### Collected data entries
use crate::codec::{Codec, JsonCodec};
use crate::error::StorageError;
use crate::item::{ExpirationPolicy, ExpiringItem};
use crate::lock::{QueueRwLock, ReadWriteLock};
use crate::tier::CacheTier;
use crate::ticker::{ThreadTicker, TickHandle, Ticker};
use crate::time::{Clock, SystemClock};

use parking_lot::Mutex;
use serde::de::DeserializeOwned;
use serde::Serialize;
use std::fmt::Display;
use std::marker::PhantomData;
use std::path::{Path, PathBuf};
use std::sync::Arc;
use std::time::Duration;
use std::fs;

/// Narrow filesystem shim used by the persisted tier.
///
/// One stored blob per cache key. The backend is assumed to give at least
/// path-level atomicity for individual blob reads and writes; cross-key
/// ordering comes from the owning tier's lock, not from the backend.
pub trait StorageBackend: Send + Sync {
  fn exists(&self, path: &Path) -> bool;

  /// Creates a container (directory) at `path`, with intermediate
  /// containers when `recursive` is set.
  fn create_container(&self, path: &Path, recursive: bool) -> Result<(), StorageError>;

  /// Names of the entries directly inside the container at `path`.
  fn list_entries(&self, path: &Path) -> Result<Vec<String>, StorageError>;

  /// Deletes the blob or container at `path`. Deleting a missing path
  /// fails, but callers treat that specific failure as a no-op.
  fn delete(&self, path: &Path) -> Result<(), StorageError>;

  /// Writes `bytes` to `path`, replacing any prior content. Returns false
  /// on failure instead of raising.
  fn write(&self, path: &Path, bytes: &[u8]) -> bool;

  /// Reads the blob at `path`; `None` if absent or unreadable.
  fn read(&self, path: &Path) -> Option<Vec<u8>>;
}

/// The production backend, straight onto `std::fs`.
#[derive(Debug, Default, Clone, Copy)]
pub struct FsBackend;

impl FsBackend {
  pub fn new() -> Self {
    Self
  }
}

impl StorageBackend for FsBackend {
  fn exists(&self, path: &Path) -> bool {
    path.exists()
  }

  fn create_container(&self, path: &Path, recursive: bool) -> Result<(), StorageError> {
    if recursive {
      fs::create_dir_all(path)?;
    } else {
      fs::create_dir(path)?;
    }
    Ok(())
  }

  fn list_entries(&self, path: &Path) -> Result<Vec<String>, StorageError> {
    let mut names = Vec::new();
    for entry in fs::read_dir(path)? {
      let entry = entry?;
      names.push(entry.file_name().to_string_lossy().into_owned());
    }
    Ok(names)
  }

  fn delete(&self, path: &Path) -> Result<(), StorageError> {
    let meta = fs::metadata(path)?;
    if meta.is_dir() {
      fs::remove_dir_all(path)?;
    } else {
      fs::remove_file(path)?;
    }
    Ok(())
  }

  fn write(&self, path: &Path, bytes: &[u8]) -> bool {
    fs::write(path, bytes).is_ok()
  }

  fn read(&self, path: &Path) -> Option<Vec<u8>> {
    fs::read(path).ok()
  }
}

/// Configuration for a [`DiskTier`].
#[derive(Debug, Clone)]
pub struct DiskConfig {
  /// Directory holding one file per cached key.
  pub directory: PathBuf,
  /// Expiration policy stamped onto every entry written to this tier.
  pub policy: ExpirationPolicy,
  /// Interval between automatic expiration sweeps. `None` or zero means
  /// a single sweep at construction and none after.
  pub cleanup_interval: Option<Duration>,
}

impl DiskConfig {
  pub fn new(directory: impl Into<PathBuf>, policy: ExpirationPolicy) -> Self {
    Self {
      directory: directory.into(),
      policy,
      cleanup_interval: None,
    }
  }

  pub fn with_cleanup_interval(mut self, interval: Duration) -> Self {
    self.cleanup_interval = Some(interval);
    self
  }
}

/// A persisted cache tier: one codec-serialized blob per key on a
/// [`StorageBackend`].
///
/// Blob names are the percent-encoded `Display` form of the key, so any
/// displayable key maps to a single flat entry inside the cache directory,
/// including keys containing path separators.
///
/// Every miss-shaped failure — missing blob, unreadable blob, undecodable
/// bytes — is absorbed as `None`, and a failed write leaves the prior entry
/// state untouched. The cache directory is created when absent.
pub struct DiskTier<K, V, L = QueueRwLock> {
  directory: PathBuf,
  policy: ExpirationPolicy,
  backend: Arc<dyn StorageBackend>,
  codec: Arc<dyn Codec<V>>,
  clock: Arc<dyn Clock>,
  lock: L,
  sweeper: Mutex<Option<TickHandle>>,
  _key: PhantomData<fn(K) -> K>,
}

impl<K, V> DiskTier<K, V>
where
  K: Display + Send + Sync + 'static,
  V: Serialize + DeserializeOwned + Send + Sync + 'static,
{
  /// Builds a tier with the production backend, JSON codec, clock, ticker,
  /// and queue lock.
  pub fn new(config: DiskConfig) -> Arc<Self> {
    Self::with_parts(
      config,
      Arc::new(FsBackend::new()),
      Arc::new(JsonCodec::new()),
      Arc::new(SystemClock),
      &ThreadTicker::new(),
      QueueRwLock::new(),
    )
  }
}

impl<K, V, L> DiskTier<K, V, L>
where
  K: Display + Send + Sync + 'static,
  V: Send + Sync + 'static,
  L: ReadWriteLock + 'static,
{
  /// Builds a tier from injected collaborators, for alternate backends,
  /// codecs, or deterministic tests.
  pub fn with_parts(
    config: DiskConfig,
    backend: Arc<dyn StorageBackend>,
    codec: Arc<dyn Codec<V>>,
    clock: Arc<dyn Clock>,
    ticker: &dyn Ticker,
    lock: L,
  ) -> Arc<Self> {
    let tier = Arc::new(Self {
      directory: config.directory,
      policy: config.policy,
      backend,
      codec,
      clock,
      lock,
      sweeper: Mutex::new(None),
      _key: PhantomData,
    });

    tier.lock.write(|| tier.ensure_container());
    Self::start_sweeper(&tier, config.cleanup_interval, ticker);
    tier
  }

  // Filenames are the percent-encoded key, so separators and traversal
  // sequences cannot reach outside the cache directory. Bare "." and ".."
  // survive percent-encoding as path components, so their dots are escaped
  // as well.
  fn file_path(&self, key: &K) -> PathBuf {
    let encoded = urlencoding::encode(&key.to_string()).into_owned();
    let name = match encoded.as_str() {
      "." | ".." => encoded.replace('.', "%2E"),
      _ => encoded,
    };
    self.directory.join(name)
  }

  fn ensure_container(&self) {
    if self.backend.exists(&self.directory) {
      return;
    }
    if let Err(err) = self.backend.create_container(&self.directory, true) {
      tracing::warn!(
        directory = %self.directory.display(),
        %err,
        "failed to create cache directory"
      );
    }
  }

  fn start_sweeper(tier: &Arc<Self>, interval: Option<Duration>, ticker: &dyn Ticker) {
    match interval {
      Some(interval) if interval > Duration::ZERO => {
        let weak = Arc::downgrade(tier);
        let handle = ticker.schedule(
          Duration::ZERO,
          interval,
          Box::new(move || {
            if let Some(tier) = weak.upgrade() {
              tier.sweep_expired();
            }
          }),
        );
        *tier.sweeper.lock() = Some(handle);
      }
      _ => tier.sweep_expired(),
    }
  }
}

impl<K, V, L> CacheTier<K, V> for DiskTier<K, V, L>
where
  K: Display + Send + Sync + 'static,
  V: Send + Sync + 'static,
  L: ReadWriteLock + 'static,
{
  fn set(&self, key: K, value: V) {
    let item = ExpiringItem::new(value, self.policy, self.clock.now());
    let path = self.file_path(&key);

    self.lock.write(|| {
      self.ensure_container();
      let Some(bytes) = self.codec.encode(&item) else {
        tracing::warn!(path = %path.display(), "entry failed to encode; not stored");
        return;
      };
      if !self.backend.write(&path, &bytes) {
        tracing::warn!(path = %path.display(), "entry write failed; not stored");
      }
    });
  }

  fn get(&self, key: &K) -> Option<V> {
    let path = self.file_path(key);

    self.lock.read(|| {
      let bytes = self.backend.read(&path)?;
      let mut item = self.codec.decode(&bytes)?;

      if item.is_expired(self.clock.now()) {
        let _ = self.backend.delete(&path);
        return None;
      }

      item.touch(self.clock.now());
      // Persist the refreshed access time back to the blob. A failure here
      // only loses the refresh, never the entry.
      if let Some(bytes) = self.codec.encode(&item) {
        let _ = self.backend.write(&path, &bytes);
      }
      Some(item.into_value())
    })
  }

  fn remove(&self, key: &K) {
    let path = self.file_path(key);
    self.lock.write(|| {
      // A missing blob is not an error worth surfacing.
      let _ = self.backend.delete(&path);
    });
  }

  fn clear(&self) {
    self.lock.write(|| {
      let _ = self.backend.delete(&self.directory);
      self.ensure_container();
    });
  }

  fn sweep_expired(&self) {
    self.lock.write(|| {
      let names = match self.backend.list_entries(&self.directory) {
        Ok(names) => names,
        Err(err) => {
          tracing::warn!(%err, "disk tier sweep could not list entries");
          return;
        }
      };

      let now = self.clock.now();
      let mut removed = 0usize;

      for name in names {
        let path = self.directory.join(&name);

        // Unreadable or undecodable blobs are dead weight; sweep them too.
        let live = self
          .backend
          .read(&path)
          .and_then(|bytes| self.codec.decode(&bytes))
          .map_or(false, |item: ExpiringItem<V>| !item.is_expired(now));

        if !live {
          let _ = self.backend.delete(&path);
          removed += 1;
        }
      }

      if removed > 0 {
        tracing::debug!(removed, "disk tier sweep removed entries");
      }
    });
  }
}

### WHAT THE TASK REQUIRES
Lines with "stored": return each one from the data above.

### RESPONSE BELOW
/// One stored blob per cache key. The backend is assumed to give at least
        tracing::warn!(path = %path.display(), "entry failed to encode; not stored");
        tracing::warn!(path = %path.display(), "entry write failed; not stored");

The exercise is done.